--- Task instructions ---
Below are records; report the number of lines among them that include the word "change", and nothing further.

--- Task input ---
****************************************

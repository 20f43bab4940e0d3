//! # glmx-pages
//!
//! Text rewrites applied to the static tutorial pages of the GLM explainer.
//!
//! Every rewrite is a [`PageEdit`]: it receives the page text and either
//! returns the new text or explains why it left the page alone. Rewrites are
//! guarded by a marker check so that running them again is a no-op, and the
//! batch driver can run in [`WriteMode::DryRun`] to report what would change
//! without touching any file.
//!
//! ## Rewrites
//!
//! - [`Navigation`] - "All Tutorials" header link, and "Next tutorial" /
//!   "Complete" links at the bottom of each tutorial's `advanced.html`
//! - [`FeedbackWidget`] - `<script>` tag for `feedback.js` before `</body>`
//! - [`MobilePicker`] - tap-to-select CSS, `variable-picker.js`, and the
//!   `initVariablePicker` version of `setupDropZones`
//! - [`CssExtract`] - replaces inline `<style>` blocks with the shared
//!   stylesheets and the tutorial's theme
//!
//! ## Example
//!
//! ```no_run
//! use glmx_pages::{html_files_under, run_batch, Navigation, WriteMode};
//!
//! let files = html_files_under("docs/tutorials")?;
//! let report = run_batch(&Navigation, &files, WriteMode::DryRun)?;
//! println!("{} would change, {} skipped", report.modified(), report.skipped());
//! # Ok::<(), glmx_pages::PagesError>(())
//! ```

mod catalog;
mod css_extract;
mod edit;
mod error;
mod feedback;
mod mobile_picker;
mod navigation;
mod targets;

pub use catalog::{next_tutorial, theme_for_path, tutorial, NextTutorial, Tutorial, TUTORIALS};
pub use css_extract::{css_links, CssExtract, PREVIEW_LINES};
pub use edit::{
    apply_edit, run_batch, BatchReport, EditOutcome, FileOutcome, FileStatus, PageEdit,
    SkipReason, WriteMode,
};
pub use error::PagesError;
pub use feedback::FeedbackWidget;
pub use mobile_picker::{MobilePicker, MOBILE_PICKER_TUTORIALS};
pub use navigation::Navigation;
pub use targets::{html_files_in, html_files_under, systematic_pages, tutorial_dirs};

/// Result type for page operations.
pub type Result<T> = std::result::Result<T, PagesError>;
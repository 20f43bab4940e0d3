//! Feedback widget script tag.

use crate::edit::{EditOutcome, PageEdit, SkipReason};
use crate::Result;
use std::path::Path;

/// Adds `<script src=".../feedback.js">` before `</body>`.
#[derive(Debug, Clone, PartialEq, Eq)]
pub struct FeedbackWidget {
    script_src: String,
}

impl FeedbackWidget {
    /// Tutorial pages, two levels below the site root.
    pub fn for_tutorial() -> Self {
        Self::with_src("../../js/feedback.js")
    }

    /// The site index at the root.
    pub fn for_index() -> Self {
        Self::with_src("js/feedback.js")
    }

    /// Custom script location.
    pub fn with_src(script_src: impl Into<String>) -> Self {
        Self {
            script_src: script_src.into(),
        }
    }

    /// The tag inserted into pages.
    pub fn script_tag(&self) -> String {
        format!(r#"<script src="{}"></script>"#, self.script_src)
    }
}

impl PageEdit for FeedbackWidget {
    fn name(&self) -> &'static str {
        "feedback"
    }

    fn edit(&self, _path: &Path, content: &str) -> Result<EditOutcome> {
        if content.contains("feedback.js") {
            return Ok(EditOutcome::Skipped(SkipReason::AlreadyApplied("feedback.js")));
        }
        if !content.contains("</body>") {
            return Ok(EditOutcome::Skipped(SkipReason::MissingMarker("</body> tag")));
        }

        let updated = content.replace("</body>", &format!("\n  {}\n</body>", self.script_tag()));
        Ok(EditOutcome::modified_with_note(updated, "added feedback widget"))
    }
}
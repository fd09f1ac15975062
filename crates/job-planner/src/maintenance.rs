use chrono::{DateTime, NaiveTime, Timelike, Utc};

/// A UTC maintenance window `(HH:MM, duration)` during which C7 skips
/// publishing, per §4.2 step 4 and the glossary entry "Maintenance window".
#[derive(Debug, Clone, Copy)]
pub struct MaintenanceWindow {
    pub start: NaiveTime,
    pub duration_minutes: i64,
}

impl MaintenanceWindow {
    pub fn new(start: NaiveTime, duration_minutes: i64) -> Self {
        Self {
            start,
            duration_minutes,
        }
    }

    /// Parse `"HH:MM"` into a window of `duration_minutes`.
    pub fn parse(hhmm: &str, duration_minutes: i64) -> Option<Self> {
        NaiveTime::parse_from_str(hhmm, "%H:%M")
            .ok()
            .map(|start| Self::new(start, duration_minutes))
    }

    /// Whether `now` (UTC) falls inside this window, correctly handling
    /// windows that span midnight (e.g. start `23:50`, duration `30`).
    pub fn contains(&self, now: DateTime<Utc>) -> bool {
        let minute_of_day = now.time().num_seconds_from_midnight() / 60;
        let start_minute = self.start.num_seconds_from_midnight() / 60;
        let end_minute = start_minute as i64 + self.duration_minutes;

        if end_minute <= 1440 {
            (minute_of_day as i64) >= start_minute as i64 && (minute_of_day as i64) < end_minute
        } else {
            // Spans midnight: the window is [start, 1440) union [0, end-1440).
            let wrapped_end = end_minute - 1440;
            (minute_of_day as i64) >= start_minute as i64 || (minute_of_day as i64) < wrapped_end
        }
    }

    pub fn label(&self) -> String {
        format!("{} +{}m", self.start.format("%H:%M"), self.duration_minutes)
    }
}

/// True if `now` falls inside any configured maintenance window.
pub fn in_any_window(windows: &[MaintenanceWindow], now: DateTime<Utc>) -> Option<&MaintenanceWindow> {
    windows.iter().find(|w| w.contains(now))
}

#[cfg(test)]
mod tests {
    use super::*;
    use chrono::TimeZone;

    #[test]
    fn s6_window_skip_at_offset_within_window() {
        let window = MaintenanceWindow::parse("02:00", 30).unwrap();
        let now = Utc.with_ymd_and_hms(2026, 7, 27, 2, 15, 0).unwrap();
        assert!(window.contains(now));
    }

    #[test]
    fn outside_window_is_not_skipped() {
        let window = MaintenanceWindow::parse("02:00", 30).unwrap();
        let now = Utc.with_ymd_and_hms(2026, 7, 27, 2, 31, 0).unwrap();
        assert!(!window.contains(now));
    }

    #[test]
    fn window_spanning_midnight() {
        let window = MaintenanceWindow::parse("23:50", 30).unwrap();
        let just_after_midnight = Utc.with_ymd_and_hms(2026, 7, 27, 0, 10, 0).unwrap();
        let before_midnight = Utc.with_ymd_and_hms(2026, 7, 27, 23, 55, 0).unwrap();
        let outside = Utc.with_ymd_and_hms(2026, 7, 27, 0, 25, 0).unwrap();
        assert!(window.contains(just_after_midnight));
        assert!(window.contains(before_midnight));
        assert!(!window.contains(outside));
    }
}
use probe_types::StorageProvider;

/// Governs which synced SPs the harness actually probes, per §4.6:
/// "returns SPs to probe; governed by a config switch between 'all active'
/// and 'approved only'."
#[derive(Debug, Clone, Copy, PartialEq, Eq)]
pub enum SelectionMode {
    AllActive,
    ApprovedOnly,
}

/// §4.6 `getTestingProviders()`.
pub fn get_testing_providers(
    providers: &[StorageProvider],
    mode: SelectionMode,
) -> Vec<StorageProvider> {
    providers
        .iter()
        .filter(|p| match mode {
            SelectionMode::AllActive => p.active,
            SelectionMode::ApprovedOnly => p.active && p.approved,
        })
        .cloned()
        .collect()
}

#[cfg(test)]
mod tests {
    use super::*;
    use chrono::Utc;

    fn sp(active: bool, approved: bool) -> StorageProvider {
        let now = Utc::now();
        StorageProvider {
            address: "0xabc".to_string(),
            provider_id: 1,
            service_url: "https://sp.example".to_string(),
            active,
            approved,
            metadata: serde_json::json!({}),
            created_at: now,
            updated_at: now,
        }
    }

    #[test]
    fn all_active_includes_unapproved() {
        let providers = vec![sp(true, false), sp(true, true), sp(false, true)];
        let selected = get_testing_providers(&providers, SelectionMode::AllActive);
        assert_eq!(selected.len(), 2);
    }

    #[test]
    fn approved_only_excludes_unapproved_actives() {
        let providers = vec![sp(true, false), sp(true, true), sp(false, true)];
        let selected = get_testing_providers(&providers, SelectionMode::ApprovedOnly);
        assert_eq!(selected.len(), 1);
        assert!(selected[0].approved);
    }
}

****************************************

--- Task result ---
2